The political clout of the labour unions has been particularly effective in preventing privatization of public sector enterprises (PSEs). In the five decades since Independence, the public sector has appropriated half or more of total investment and embarked on activities for which there was absolutely no social rationale for their being undertaken by the public sector (e.g. running hotels and airlines).

This socially irrational unbridled expansion has come at the expense of expenditures on vital activities for which there is no effective alternative for the public sector. Such activities include provision of health care, sanitation and hygiene, safe drinking water and education of acceptable quality for the poor, particularly the rural poor. Instead of supporting privatization of those PSEs for which there is no compelling social rationale, and ensuring that those remaining as PSEs are run efficiently, privatization of any PSE is being resisted by political parties and their unions. The resistance is sometimes justified on the totally irrelevant ground that the PSE proposed for privatization is making profits!

 

 

Resistance to meaningful privatization is one, and not the only reason for the lack of significant progress in assuring an adequate, inexpensive and reliable supply of infrastructural goods and services such as power, transport and telecommunications. This is not to deny that there has been some progress. For example, the private sector is now allowed to construct and operate ports and toll roads. The establishment of state regulatory authorities for power could depoliticise the setting of power tariffs. Still there is a long way to go and without well-functioning infrastructure prospects for rapid growth and for attracting FDI are not good.

Reforms since 1991 have considerably eased the entry of domestic and foreign firms into the industrial sector. However, the legal hurdles continue to hamper the exit of unviable enterprises. The experience with the Bureau of Industrial and Financial Restructuring in ensuring orderly exit of sick enterprises is extremely discouraging. It remains to be seen whether the proposal of the finance minister to exempt firms with less than 1000 workers from having to seek permission from the government for going out of business in return for higher severance payments to retrenched workers will become law.

 

 

Let me conclude with a brief remark on India’s continuing reluctance to endorse the start of a new round of multilateral trade negotiations. It is true that serious problems have arisen in the implementation of the commitments undertaken as part of the Uruguay Round agreement. However, by insisting that these be addressed prior to the start on a new round, India is making a serious mistake.

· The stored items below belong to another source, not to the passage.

// Copyright (c) 2025 Dimitris Kafetzis
//
// Licensed under the MIT License.
// See LICENSE file in the project root for full license information.
//
// SPDX-License-Identifier: MIT

//! The [`DeviceAllocator`] capability and the host-backed implementation.
//!
//! The runtime never allocates device memory directly; it goes through a
//! `DeviceAllocator`, which models the host collaborator that can turn a
//! byte size into a file descriptor plus a mapped address. On real
//! hardware this is an ION/DMA-heap style service; [`HostAllocator`]
//! provides the same contract from plain host memory so the full task
//! lifecycle runs on a development machine.

use std::sync::atomic::{AtomicI32, AtomicUsize, Ordering};
use std::sync::{Arc, Mutex};

use crate::{AllocStats, DeviceBudget, DeviceBuffer, MemError};

/// Pseudo file descriptors start well clear of any real fd the process
/// may hold, which keeps device logs unambiguous.
const FIRST_PSEUDO_FD: i32 = 1000;

/// Capability to allocate device-visible memory.
///
/// Implementations hand out [`DeviceBuffer`]s whose drop returns the
/// bytes to the allocator's accounting. Shared as
/// `Arc<dyn DeviceAllocator>` across the TaskIfs of a kernel.
pub trait DeviceAllocator: Send + Sync {
    /// Human-readable name of this allocator.
    fn name(&self) -> &str;

    /// Allocates a zero-filled buffer of `len` bytes.
    fn alloc(&self, len: usize) -> Result<DeviceBuffer, MemError>;

    /// Bytes currently held by live buffers.
    fn in_use_bytes(&self) -> usize;

    /// Snapshot of cumulative allocator statistics.
    fn stats(&self) -> AllocStats;
}

/// Shared allocator state; buffers hold it through their reclaim hooks.
struct HostInner {
    capacity: DeviceBudget,
    in_use: AtomicUsize,
    next_fd: AtomicI32,
    stats: Mutex<AllocStats>,
}

impl HostInner {
    fn release(&self, len: usize) {
        self.in_use.fetch_sub(len, Ordering::Release);
        if let Ok(mut stats) = self.stats.lock() {
            stats.record_release();
        }
    }
}

/// Host-memory stand-in for the device allocator.
///
/// # Example
/// ```
/// use device_mem::{DeviceAllocator, DeviceBudget, HostAllocator};
///
/// let alloc = HostAllocator::new(DeviceBudget::from_mb(1));
/// let a = alloc.alloc(4096).unwrap();
/// let b = alloc.alloc(4096).unwrap();
/// assert_ne!(a.fd(), b.fd());
/// assert_eq!(alloc.in_use_bytes(), 8192);
/// ```
pub struct HostAllocator {
    inner: Arc<HostInner>,
}

impl HostAllocator {
    /// Creates an allocator with the given capacity ceiling.
    pub fn new(capacity: DeviceBudget) -> Self {
        Self {
            inner: Arc::new(HostInner {
                capacity,
                in_use: AtomicUsize::new(0),
                next_fd: AtomicI32::new(FIRST_PSEUDO_FD),
                stats: Mutex::new(AllocStats::default()),
            }),
        }
    }

    /// The configured capacity.
    pub fn capacity(&self) -> DeviceBudget {
        self.inner.capacity
    }

    /// Bytes remaining before the capacity is reached.
    pub fn available_bytes(&self) -> usize {
        self.inner
            .capacity
            .as_bytes()
            .saturating_sub(self.in_use_bytes())
    }
}

impl DeviceAllocator for HostAllocator {
    fn name(&self) -> &str {
        "host"
    }

    fn alloc(&self, len: usize) -> Result<DeviceBuffer, MemError> {
        if len == 0 {
            return Err(MemError::ZeroSized);
        }

        let capacity = self.inner.capacity.as_bytes();
        let current = self.inner.in_use.load(Ordering::Acquire);
        if current + len > capacity {
            if let Ok(mut stats) = self.inner.stats.lock() {
                stats.record_oom();
            }
            return Err(MemError::OutOfMemory {
                requested: len,
                available: capacity.saturating_sub(current),
                capacity,
            });
        }

        let fd = self.inner.next_fd.fetch_add(1, Ordering::Relaxed);
        let in_use = self.inner.in_use.fetch_add(len, Ordering::Release) + len;

        if let Ok(mut stats) = self.inner.stats.lock() {
            stats.record_alloc(len);
            stats.update_peak(in_use);
        }
        tracing::debug!(fd, len, in_use, "device buffer allocated");

        let inner = Arc::clone(&self.inner);
        Ok(DeviceBuffer::new(fd, vec![0u8; len], move |len| {
            inner.release(len);
        }))
    }

    fn in_use_bytes(&self) -> usize {
        self.inner.in_use.load(Ordering::Acquire)
    }

    fn stats(&self) -> AllocStats {
        self.inner
            .stats
            .lock()
            .map(|s| s.clone())
            .unwrap_or_default()
    }
}

impl std::fmt::Debug for HostAllocator {
    fn fmt(&self, f: &mut std::fmt::Formatter<'_>) -> std::fmt::Result {
        f.debug_struct("HostAllocator")
            .field("capacity", &self.inner.capacity)
            .field("in_use_bytes", &self.in_use_bytes())
            .finish()
    }
}

#[cfg(test)]
mod tests {
    use super::*;

    #[test]
    fn test_alloc_and_drop() {
        let alloc = HostAllocator::new(DeviceBudget::from_mb(1));
        let buf = alloc.alloc(1024).unwrap();
        assert_eq!(alloc.in_use_bytes(), 1024);
        drop(buf);
        assert_eq!(alloc.in_use_bytes(), 0);
        assert_eq!(alloc.stats().total_releases, 1);
    }

    #[test]
    fn test_buffers_are_zeroed_and_distinct() {
        let alloc = HostAllocator::new(DeviceBudget::from_mb(1));
        let a = alloc.alloc(64).unwrap();
        let b = alloc.alloc(64).unwrap();
        assert!(a.as_slice().iter().all(|&x| x == 0));
        assert_eq!(b.fd(), a.fd() + 1);
        assert_ne!(a.addr(), b.addr());
    }

    #[test]
    fn test_capacity_exhaustion() {
        let alloc = HostAllocator::new(DeviceBudget::from_bytes(1024));
        let _a = alloc.alloc(512).unwrap();
        let _b = alloc.alloc(512).unwrap();
        let err = alloc.alloc(1).unwrap_err();
        assert!(matches!(err, MemError::OutOfMemory { .. }));
        assert_eq!(alloc.stats().oom_count, 1);
    }

    #[test]
    fn test_zero_sized_rejected() {
        let alloc = HostAllocator::new(DeviceBudget::from_mb(1));
        assert!(matches!(alloc.alloc(0), Err(MemError::ZeroSized)));
    }

    #[test]
    fn test_released_bytes_become_available() {
        let alloc = HostAllocator::new(DeviceBudget::from_bytes(4096));
        let a = alloc.alloc(4096).unwrap();
        assert_eq!(alloc.available_bytes(), 0);
        drop(a);
        assert_eq!(alloc.available_bytes(), 4096);
        alloc.alloc(4096).unwrap();
    }

    #[test]
    fn test_peak_tracking() {
        let alloc = HostAllocator::new(DeviceBudget::from_mb(1));
        let a = alloc.alloc(1000).unwrap();
        let b = alloc.alloc(2000).unwrap();
        drop(a);
        drop(b);
        assert_eq!(alloc.stats().peak_bytes, 3000);
        assert_eq!(alloc.in_use_bytes(), 0);
    }

    #[test]
    fn test_trait_object_usable() {
        let alloc: Arc<dyn DeviceAllocator> =
            Arc::new(HostAllocator::new(DeviceBudget::from_mb(1)));
        let buf = alloc.alloc(16).unwrap();
        assert_eq!(alloc.name(), "host");
        assert_eq!(buf.len(), 16);
    }
}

First of all, economic slowdown such as the one afflicting the world now is the breeding ground for protectionists everywhere. A new round that promises further reductions in trade barriers everywhere is an effective way to mobilize exporting interests everywhere against the protectionist threat. India stands to lose a lot if the world trading system becomes less liberal and more protectionist. Second, in the absence of a new round, the drive towards concluding regional free trade agreements will gather further momentum. Such agreements are a threat to India’s trading interests since it is unlikely to be invited to join any of them.

 

Footnote:

1. The McKinsey Global Institute in its recent report on India asserts that if the 13 policy changes it recommends are implemented, GDP growth of 10% per year is within India’s reach by 2004-05. These policy changes, such as tax reform, removal of dysfunctional restrictions such as small-scale industry reservation and on foreign direct investment, creating a regulatory environment that promotes competition and privatization are on every reformer’s agenda. However, the report dismisses infrastructural bottlenecks and inflexible labour laws as minor constraints and as such, should not become the sole focus of policy attention. I did not have access to the analysis supporting the report’s diagnoses and prescriptions for the ailing Indian economy. I find this dismissal unpersuasive and the claim of feasibility of reaching and sustaining a 10% growth per year in four years not credible.

2. Prasanta Chandra Mahalanobis, ‘Asian Drama: an India view’, Sankhya, The Indian Journal of Statistics, Series B, 31, Parts 3 and 4, p.442, 1969.